HOW TO COMPLETE THIS TASK ->
The entries that follow include a run beginning at the line with "assert_eq!(e.render().sprites(Layer::Map).len(), 3);" and ending at the line with "p.points.len() == 2));"; restate that run word for word and leave the rest out.

(Stored data entries)

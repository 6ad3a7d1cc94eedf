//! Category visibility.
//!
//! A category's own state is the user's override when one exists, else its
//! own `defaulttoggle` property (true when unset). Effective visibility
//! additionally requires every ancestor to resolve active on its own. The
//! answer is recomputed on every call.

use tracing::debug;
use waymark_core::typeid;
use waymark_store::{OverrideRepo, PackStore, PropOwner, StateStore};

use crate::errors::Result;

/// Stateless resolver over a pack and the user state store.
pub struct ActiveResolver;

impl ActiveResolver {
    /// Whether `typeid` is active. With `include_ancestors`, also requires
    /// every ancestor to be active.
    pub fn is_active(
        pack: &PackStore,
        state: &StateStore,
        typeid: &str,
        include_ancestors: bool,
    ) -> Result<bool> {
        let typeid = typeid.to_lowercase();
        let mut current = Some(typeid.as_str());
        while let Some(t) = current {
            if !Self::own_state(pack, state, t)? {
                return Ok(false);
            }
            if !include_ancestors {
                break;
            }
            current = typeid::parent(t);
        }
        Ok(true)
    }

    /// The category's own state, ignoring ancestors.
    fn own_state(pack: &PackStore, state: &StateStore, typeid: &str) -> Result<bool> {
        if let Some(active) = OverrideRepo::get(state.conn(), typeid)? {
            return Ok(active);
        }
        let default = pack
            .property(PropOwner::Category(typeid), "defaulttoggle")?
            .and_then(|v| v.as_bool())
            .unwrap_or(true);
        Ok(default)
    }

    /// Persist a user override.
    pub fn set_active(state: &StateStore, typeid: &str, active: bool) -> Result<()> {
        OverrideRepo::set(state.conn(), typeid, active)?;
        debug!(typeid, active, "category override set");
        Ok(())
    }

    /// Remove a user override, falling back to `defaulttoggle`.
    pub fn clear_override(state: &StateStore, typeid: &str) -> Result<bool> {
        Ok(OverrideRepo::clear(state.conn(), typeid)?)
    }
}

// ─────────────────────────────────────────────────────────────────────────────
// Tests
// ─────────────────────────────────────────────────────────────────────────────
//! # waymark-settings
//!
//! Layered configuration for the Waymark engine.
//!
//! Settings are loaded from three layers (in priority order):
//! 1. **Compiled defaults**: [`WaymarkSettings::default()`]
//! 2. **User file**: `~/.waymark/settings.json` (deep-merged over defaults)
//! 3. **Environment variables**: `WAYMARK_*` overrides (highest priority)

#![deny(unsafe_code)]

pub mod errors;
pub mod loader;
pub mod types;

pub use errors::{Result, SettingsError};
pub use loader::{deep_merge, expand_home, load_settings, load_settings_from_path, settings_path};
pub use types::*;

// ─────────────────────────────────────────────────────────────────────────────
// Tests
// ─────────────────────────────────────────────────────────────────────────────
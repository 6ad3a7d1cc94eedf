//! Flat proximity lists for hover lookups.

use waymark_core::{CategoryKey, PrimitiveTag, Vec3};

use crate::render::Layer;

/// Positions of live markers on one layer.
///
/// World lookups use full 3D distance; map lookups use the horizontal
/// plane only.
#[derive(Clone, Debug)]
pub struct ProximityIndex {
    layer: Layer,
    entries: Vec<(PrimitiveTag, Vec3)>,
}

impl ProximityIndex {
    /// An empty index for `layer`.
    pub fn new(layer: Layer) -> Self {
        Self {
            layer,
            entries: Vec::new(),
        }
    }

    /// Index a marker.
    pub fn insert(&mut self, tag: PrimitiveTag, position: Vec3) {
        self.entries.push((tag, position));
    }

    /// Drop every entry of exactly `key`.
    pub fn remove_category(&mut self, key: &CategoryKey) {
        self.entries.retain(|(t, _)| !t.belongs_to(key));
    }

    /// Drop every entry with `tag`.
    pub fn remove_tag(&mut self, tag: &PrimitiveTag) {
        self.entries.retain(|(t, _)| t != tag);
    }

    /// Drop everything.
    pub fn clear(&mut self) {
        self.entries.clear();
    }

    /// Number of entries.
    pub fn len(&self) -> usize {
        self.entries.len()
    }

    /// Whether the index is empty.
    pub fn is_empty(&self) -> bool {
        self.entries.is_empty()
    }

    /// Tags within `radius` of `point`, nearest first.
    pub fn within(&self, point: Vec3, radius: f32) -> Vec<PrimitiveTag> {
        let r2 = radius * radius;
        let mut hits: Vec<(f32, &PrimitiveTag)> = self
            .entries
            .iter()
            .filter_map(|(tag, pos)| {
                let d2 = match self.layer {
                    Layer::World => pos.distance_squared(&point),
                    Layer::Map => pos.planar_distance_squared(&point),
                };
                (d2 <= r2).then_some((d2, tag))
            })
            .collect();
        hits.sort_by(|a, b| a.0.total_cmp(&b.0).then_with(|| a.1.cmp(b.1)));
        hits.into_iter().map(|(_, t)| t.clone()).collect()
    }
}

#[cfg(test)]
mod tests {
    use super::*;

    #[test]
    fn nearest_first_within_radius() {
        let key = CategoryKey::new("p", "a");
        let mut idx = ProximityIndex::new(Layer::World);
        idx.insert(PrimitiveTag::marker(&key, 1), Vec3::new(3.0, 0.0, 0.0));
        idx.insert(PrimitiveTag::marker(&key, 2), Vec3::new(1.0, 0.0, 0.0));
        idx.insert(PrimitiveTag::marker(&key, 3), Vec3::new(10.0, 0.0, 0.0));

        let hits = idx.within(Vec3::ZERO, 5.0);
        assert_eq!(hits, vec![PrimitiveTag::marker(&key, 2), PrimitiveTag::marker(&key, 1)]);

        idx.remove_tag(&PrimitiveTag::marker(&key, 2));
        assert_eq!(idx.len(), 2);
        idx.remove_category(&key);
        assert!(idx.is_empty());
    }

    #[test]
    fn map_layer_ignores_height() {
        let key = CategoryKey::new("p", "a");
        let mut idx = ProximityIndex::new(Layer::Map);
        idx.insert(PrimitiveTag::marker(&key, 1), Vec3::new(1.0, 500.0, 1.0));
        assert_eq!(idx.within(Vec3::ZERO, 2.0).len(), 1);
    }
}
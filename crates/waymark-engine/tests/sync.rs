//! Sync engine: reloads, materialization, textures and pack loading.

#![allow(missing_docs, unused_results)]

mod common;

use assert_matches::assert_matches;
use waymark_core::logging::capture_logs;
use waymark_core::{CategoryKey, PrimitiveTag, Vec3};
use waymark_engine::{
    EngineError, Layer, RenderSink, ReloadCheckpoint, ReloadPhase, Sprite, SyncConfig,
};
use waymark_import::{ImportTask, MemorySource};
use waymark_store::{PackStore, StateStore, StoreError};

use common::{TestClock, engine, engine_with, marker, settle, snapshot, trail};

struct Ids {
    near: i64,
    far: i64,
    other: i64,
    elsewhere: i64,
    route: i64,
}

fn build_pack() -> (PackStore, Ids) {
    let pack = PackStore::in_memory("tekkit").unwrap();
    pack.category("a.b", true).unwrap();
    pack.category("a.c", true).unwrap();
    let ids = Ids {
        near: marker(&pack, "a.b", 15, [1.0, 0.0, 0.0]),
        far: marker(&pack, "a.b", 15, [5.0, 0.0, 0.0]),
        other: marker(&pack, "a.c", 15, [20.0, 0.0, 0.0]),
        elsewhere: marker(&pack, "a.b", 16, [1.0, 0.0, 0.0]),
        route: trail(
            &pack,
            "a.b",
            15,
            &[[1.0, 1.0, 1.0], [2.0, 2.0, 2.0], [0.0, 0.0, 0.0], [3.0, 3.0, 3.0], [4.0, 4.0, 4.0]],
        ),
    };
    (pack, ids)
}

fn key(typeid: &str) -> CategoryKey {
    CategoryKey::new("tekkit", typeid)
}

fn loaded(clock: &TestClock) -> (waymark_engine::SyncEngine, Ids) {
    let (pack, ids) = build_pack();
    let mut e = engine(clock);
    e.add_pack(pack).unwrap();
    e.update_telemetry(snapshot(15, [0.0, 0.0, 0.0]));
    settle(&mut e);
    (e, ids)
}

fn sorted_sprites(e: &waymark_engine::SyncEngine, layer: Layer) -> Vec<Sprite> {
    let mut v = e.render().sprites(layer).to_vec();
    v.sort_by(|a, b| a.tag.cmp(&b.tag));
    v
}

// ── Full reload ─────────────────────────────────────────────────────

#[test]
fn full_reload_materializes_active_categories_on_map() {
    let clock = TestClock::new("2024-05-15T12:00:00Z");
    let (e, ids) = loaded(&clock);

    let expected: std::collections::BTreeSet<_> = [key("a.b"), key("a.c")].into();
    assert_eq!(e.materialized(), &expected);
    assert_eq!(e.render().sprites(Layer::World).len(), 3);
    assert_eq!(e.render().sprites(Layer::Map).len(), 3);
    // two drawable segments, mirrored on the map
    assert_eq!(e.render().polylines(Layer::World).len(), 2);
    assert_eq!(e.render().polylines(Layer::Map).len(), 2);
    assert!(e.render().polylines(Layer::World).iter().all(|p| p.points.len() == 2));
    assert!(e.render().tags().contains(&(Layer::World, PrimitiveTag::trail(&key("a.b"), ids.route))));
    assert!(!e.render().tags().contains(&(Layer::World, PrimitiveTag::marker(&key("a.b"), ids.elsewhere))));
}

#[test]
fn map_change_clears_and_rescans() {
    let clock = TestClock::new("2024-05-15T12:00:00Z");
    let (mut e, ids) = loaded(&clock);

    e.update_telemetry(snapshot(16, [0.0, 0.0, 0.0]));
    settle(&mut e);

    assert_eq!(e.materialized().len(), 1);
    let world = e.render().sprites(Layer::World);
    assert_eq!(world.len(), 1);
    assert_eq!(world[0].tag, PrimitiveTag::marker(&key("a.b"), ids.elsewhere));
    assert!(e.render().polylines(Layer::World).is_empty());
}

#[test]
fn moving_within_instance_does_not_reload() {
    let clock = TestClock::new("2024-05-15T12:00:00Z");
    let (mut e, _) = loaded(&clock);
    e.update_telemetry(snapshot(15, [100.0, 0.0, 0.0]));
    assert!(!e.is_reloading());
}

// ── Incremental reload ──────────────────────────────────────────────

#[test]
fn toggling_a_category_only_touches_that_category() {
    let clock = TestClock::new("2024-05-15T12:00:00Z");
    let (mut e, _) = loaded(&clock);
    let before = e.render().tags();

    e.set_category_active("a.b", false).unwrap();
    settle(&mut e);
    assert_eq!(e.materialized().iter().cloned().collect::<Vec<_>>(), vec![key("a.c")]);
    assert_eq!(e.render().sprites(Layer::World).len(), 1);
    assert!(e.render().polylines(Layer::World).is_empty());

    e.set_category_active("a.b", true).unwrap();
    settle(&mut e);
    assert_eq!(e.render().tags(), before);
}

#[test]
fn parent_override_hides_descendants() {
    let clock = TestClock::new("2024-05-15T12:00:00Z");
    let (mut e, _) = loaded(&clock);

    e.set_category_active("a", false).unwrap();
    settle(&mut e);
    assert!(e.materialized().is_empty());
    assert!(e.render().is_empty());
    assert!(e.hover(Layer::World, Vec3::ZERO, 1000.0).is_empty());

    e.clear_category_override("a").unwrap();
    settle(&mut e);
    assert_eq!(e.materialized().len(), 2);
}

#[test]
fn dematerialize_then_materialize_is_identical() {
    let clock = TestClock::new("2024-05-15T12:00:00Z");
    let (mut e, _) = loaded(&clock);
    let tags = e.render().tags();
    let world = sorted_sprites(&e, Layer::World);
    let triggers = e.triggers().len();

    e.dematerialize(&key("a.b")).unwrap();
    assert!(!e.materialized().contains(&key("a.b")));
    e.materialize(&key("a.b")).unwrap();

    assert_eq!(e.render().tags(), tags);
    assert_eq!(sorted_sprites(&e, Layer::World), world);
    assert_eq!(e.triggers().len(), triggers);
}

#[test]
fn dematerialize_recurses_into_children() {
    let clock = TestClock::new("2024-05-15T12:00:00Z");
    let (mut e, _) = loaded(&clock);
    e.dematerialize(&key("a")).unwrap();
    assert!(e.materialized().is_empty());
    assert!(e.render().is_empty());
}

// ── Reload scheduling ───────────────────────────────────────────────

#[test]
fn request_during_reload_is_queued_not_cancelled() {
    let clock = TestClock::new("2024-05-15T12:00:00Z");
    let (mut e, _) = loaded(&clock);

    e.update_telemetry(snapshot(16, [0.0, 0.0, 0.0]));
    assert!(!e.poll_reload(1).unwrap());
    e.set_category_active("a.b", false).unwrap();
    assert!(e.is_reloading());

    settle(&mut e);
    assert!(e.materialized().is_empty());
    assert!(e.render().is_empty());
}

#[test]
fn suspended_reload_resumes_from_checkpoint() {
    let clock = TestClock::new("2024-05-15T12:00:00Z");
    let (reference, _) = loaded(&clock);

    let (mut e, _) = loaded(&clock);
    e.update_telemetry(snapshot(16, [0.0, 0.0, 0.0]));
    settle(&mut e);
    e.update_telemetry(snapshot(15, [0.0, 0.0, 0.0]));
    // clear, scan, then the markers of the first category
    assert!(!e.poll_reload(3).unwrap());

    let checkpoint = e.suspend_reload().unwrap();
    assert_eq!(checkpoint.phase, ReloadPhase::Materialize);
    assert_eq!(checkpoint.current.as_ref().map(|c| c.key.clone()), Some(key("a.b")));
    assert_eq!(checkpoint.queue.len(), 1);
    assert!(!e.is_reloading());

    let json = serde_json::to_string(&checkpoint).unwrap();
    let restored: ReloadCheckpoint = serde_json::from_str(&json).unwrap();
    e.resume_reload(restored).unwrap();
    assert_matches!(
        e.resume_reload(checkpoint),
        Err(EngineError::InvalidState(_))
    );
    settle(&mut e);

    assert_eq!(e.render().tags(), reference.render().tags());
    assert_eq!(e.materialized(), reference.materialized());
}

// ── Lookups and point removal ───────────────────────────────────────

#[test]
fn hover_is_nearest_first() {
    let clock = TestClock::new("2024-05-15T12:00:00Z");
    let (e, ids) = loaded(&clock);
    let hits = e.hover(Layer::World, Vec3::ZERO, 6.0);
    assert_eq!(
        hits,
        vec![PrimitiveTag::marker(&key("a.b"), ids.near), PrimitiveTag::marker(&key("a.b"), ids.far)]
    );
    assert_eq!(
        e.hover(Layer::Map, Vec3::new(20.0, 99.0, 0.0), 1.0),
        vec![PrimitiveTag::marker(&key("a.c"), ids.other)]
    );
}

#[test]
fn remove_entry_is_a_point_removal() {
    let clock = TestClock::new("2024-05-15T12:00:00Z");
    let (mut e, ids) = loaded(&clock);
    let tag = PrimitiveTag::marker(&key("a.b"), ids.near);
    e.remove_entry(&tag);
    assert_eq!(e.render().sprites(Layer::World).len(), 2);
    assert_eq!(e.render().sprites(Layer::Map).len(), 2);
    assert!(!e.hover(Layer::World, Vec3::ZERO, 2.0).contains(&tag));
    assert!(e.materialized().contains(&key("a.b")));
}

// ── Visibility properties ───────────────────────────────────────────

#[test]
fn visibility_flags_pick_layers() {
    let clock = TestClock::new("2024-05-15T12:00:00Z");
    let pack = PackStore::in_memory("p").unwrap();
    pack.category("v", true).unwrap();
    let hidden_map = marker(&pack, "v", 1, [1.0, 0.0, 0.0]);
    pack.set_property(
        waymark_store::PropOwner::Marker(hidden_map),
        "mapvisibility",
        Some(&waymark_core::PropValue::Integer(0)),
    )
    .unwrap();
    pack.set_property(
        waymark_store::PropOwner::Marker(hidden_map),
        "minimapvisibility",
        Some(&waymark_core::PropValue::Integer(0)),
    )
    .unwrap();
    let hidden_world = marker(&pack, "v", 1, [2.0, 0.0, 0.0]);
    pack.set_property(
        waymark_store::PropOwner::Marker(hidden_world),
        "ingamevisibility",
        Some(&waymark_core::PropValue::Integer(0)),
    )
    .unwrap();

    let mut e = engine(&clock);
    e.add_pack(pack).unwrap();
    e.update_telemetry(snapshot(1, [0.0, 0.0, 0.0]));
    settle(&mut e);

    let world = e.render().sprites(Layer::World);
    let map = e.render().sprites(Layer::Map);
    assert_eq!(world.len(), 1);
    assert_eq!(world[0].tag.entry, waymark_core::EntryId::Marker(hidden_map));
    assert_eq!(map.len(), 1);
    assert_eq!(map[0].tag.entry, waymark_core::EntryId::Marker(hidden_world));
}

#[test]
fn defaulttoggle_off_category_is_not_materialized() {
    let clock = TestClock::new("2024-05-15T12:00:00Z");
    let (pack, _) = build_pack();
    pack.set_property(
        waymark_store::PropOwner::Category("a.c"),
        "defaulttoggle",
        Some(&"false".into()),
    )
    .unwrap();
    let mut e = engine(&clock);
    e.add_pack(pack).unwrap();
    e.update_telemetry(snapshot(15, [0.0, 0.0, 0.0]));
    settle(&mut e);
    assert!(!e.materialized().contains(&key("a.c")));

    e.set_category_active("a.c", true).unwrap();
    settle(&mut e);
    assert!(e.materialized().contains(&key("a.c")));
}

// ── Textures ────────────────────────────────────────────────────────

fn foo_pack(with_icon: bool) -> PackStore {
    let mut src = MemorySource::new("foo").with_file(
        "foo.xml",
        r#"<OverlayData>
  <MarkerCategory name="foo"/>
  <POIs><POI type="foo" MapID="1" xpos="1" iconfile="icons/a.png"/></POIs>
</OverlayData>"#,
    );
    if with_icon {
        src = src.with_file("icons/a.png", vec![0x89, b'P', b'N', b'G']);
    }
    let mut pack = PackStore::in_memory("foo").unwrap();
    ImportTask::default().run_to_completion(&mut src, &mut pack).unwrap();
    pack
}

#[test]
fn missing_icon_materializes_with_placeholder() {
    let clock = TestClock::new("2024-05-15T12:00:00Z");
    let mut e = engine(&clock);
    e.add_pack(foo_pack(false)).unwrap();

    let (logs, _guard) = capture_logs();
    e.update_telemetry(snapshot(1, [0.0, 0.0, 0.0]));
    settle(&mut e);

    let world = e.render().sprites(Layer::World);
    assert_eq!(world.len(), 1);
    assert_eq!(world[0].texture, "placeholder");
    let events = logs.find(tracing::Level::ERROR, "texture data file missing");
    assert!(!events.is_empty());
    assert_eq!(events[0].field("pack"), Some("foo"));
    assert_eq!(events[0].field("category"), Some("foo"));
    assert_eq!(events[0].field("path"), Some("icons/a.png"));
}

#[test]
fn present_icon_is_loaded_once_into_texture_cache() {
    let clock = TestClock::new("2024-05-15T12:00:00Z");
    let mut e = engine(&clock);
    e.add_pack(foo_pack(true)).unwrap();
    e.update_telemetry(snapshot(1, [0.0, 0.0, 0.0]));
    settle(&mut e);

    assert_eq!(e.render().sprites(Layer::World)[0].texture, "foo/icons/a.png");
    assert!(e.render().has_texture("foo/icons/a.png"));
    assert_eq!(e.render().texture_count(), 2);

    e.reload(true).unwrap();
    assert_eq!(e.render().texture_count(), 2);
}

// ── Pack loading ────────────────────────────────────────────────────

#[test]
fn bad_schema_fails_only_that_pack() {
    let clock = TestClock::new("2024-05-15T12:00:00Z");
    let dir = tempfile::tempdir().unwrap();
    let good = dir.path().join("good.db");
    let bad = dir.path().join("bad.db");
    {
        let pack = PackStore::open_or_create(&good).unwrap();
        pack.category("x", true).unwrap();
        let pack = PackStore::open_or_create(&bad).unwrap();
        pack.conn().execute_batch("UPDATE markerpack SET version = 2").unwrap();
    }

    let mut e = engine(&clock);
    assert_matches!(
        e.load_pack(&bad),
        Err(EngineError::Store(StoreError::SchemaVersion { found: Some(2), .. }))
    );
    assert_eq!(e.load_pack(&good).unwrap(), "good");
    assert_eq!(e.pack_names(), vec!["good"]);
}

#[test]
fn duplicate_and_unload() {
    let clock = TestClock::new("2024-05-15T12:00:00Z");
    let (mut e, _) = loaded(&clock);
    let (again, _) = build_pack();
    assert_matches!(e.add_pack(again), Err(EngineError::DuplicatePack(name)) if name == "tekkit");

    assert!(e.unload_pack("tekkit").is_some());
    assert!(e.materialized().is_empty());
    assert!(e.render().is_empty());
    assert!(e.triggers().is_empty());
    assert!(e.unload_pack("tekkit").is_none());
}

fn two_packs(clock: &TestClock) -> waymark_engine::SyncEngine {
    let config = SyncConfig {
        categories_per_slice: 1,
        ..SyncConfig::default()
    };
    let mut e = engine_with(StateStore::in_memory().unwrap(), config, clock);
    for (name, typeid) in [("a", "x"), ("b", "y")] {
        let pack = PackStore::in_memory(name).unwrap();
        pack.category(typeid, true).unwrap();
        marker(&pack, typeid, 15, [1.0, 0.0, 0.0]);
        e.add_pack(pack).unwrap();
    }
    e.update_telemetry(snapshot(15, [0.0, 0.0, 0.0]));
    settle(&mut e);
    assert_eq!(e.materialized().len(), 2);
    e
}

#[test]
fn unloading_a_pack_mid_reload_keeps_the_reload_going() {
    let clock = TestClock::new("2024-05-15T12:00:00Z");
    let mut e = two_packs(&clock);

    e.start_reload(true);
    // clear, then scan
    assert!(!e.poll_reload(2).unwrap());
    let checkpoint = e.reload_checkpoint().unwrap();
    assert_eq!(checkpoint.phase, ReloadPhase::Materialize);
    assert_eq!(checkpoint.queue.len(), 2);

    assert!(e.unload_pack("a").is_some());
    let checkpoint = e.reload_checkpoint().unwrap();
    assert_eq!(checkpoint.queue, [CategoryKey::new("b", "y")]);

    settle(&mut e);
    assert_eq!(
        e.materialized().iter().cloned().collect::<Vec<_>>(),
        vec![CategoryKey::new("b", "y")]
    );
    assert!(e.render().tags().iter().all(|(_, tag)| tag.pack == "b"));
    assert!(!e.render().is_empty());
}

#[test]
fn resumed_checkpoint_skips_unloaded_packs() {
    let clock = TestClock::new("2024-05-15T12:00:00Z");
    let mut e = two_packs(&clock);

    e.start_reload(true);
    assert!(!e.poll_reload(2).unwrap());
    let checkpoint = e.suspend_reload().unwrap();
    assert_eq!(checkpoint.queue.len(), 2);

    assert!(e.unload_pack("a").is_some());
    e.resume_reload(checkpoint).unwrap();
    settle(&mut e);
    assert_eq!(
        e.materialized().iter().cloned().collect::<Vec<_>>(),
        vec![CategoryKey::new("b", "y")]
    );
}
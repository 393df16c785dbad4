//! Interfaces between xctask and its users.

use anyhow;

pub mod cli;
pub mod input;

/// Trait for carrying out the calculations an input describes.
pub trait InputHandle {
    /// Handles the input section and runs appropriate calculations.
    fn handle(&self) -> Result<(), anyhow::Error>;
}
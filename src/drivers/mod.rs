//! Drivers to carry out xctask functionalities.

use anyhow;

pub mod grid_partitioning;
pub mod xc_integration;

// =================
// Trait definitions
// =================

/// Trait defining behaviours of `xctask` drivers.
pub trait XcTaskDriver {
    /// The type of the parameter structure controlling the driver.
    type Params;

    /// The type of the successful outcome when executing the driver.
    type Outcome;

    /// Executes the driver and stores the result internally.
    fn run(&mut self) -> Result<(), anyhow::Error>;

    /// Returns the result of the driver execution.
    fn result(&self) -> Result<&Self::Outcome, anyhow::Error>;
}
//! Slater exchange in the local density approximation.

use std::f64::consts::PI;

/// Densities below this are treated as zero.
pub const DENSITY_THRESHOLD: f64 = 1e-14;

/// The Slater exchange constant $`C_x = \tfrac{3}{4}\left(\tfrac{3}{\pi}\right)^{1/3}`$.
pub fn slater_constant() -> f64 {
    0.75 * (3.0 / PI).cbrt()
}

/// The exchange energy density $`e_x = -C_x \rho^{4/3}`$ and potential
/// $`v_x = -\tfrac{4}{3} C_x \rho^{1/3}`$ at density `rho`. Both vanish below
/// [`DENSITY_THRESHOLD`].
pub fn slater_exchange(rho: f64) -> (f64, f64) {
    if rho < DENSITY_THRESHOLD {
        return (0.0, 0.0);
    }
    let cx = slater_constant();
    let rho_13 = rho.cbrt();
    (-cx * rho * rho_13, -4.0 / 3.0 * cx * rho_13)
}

EXERCISE ANSWER ->
    assert_eq!(e.render().sprites(Layer::Map).len(), 3);
    // two drawable segments, mirrored on the map
    assert_eq!(e.render().polylines(Layer::World).len(), 2);
    assert_eq!(e.render().polylines(Layer::Map).len(), 2);
    assert!(e.render().polylines(Layer::World).iter().all(|p| p.points.len() == 2));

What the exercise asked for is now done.